Nitrogen-doped porous carbon monoliths from polyacrylonitrile (PAN) and carbon nanotubes as electrodes for supercapacitors

• Published in: Scientific reports Vol. 7; no. 1; p. 40259
• Main Authors: Wang, Yanqing, Fugetsu, Bunshi, Wang, Zhipeng, Gong, Wei, Sakata, Ichiro, Morimoto, Shingo, Hashimoto, Yoshio, Endo, Morinobu, Dresselhaus, Mildred, Terrones, Mauricio
• Format: Journal Article
• Language: English
• Published: London Nature Publishing Group UK 11.01.2017; Nature Publishing Group
• Subjects: 639/301/299/1013; 639/638/161; Activated carbon; Capacitance; Carbon; Electrodes; Humanities and Social Sciences; multidisciplinary; Nanotechnology; Nanotubes; Nitrogen; Polyacrylonitrile; Science; Temperature effects
• ISSN: 2045-2322; 2045-2322
• DOI: 10.1038/srep40259

Nitrogen-doped porous activated carbon monoliths (NDP-ACMs) have long been the most desirable materials for supercapacitors.
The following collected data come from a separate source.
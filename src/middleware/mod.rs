pub mod auth_admin;
pub mod auth_login;
pub mod token_decode;
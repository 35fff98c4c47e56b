use axum::{
    http::Request,
    response::IntoResponse
};
use crate::utils::jwt::UserToken;
use crate::types::error_response::ErrorResponse;
use axum_extra::middleware::{Next};

pub const LOGIN_REQUIRED: &str = "Please login to continue.";

pub async fn auth_login<B>(req: Request<B>, next: Next<B>) -> impl IntoResponse {
    match req.extensions().get::<UserToken>() {
        Some(_) => Ok(next.run(req).await),
        None => Err(ErrorResponse::unauthorized_with_str(LOGIN_REQUIRED)),
    }
}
Unique to the conventional template based Lewis acid/base activation methods, herein, we report on a simple yet practicable novel approach to production of the three-dimensional NDP-ACMs (3D-NDP-ACMs). Polyacrylonitrile (PAN) contained carbon nanotubes (CNTs), being pre-dispersed into a tubular level of dispersions, were used as the starting material and the 3D-NDP-ACMs were obtained via a template-free process. First, a continuous mesoporous PAN/CNT based 3D monolith was established by using a template-free temperature-induced phase separation (TTPS). Second, a nitrogen-doped 3D-ACM with a surface area of 613.8 m 2 /g and a pore volume 0.366 cm 3 /g was obtained. A typical supercapacitor with our 3D-NDP-ACMs as the functioning electrodes gave a specific capacitance stabilized at 216 F/g even after 3000 cycles, demonstrating the advantageous performance of the PAN/CNT based 3D-NDP-ACMs.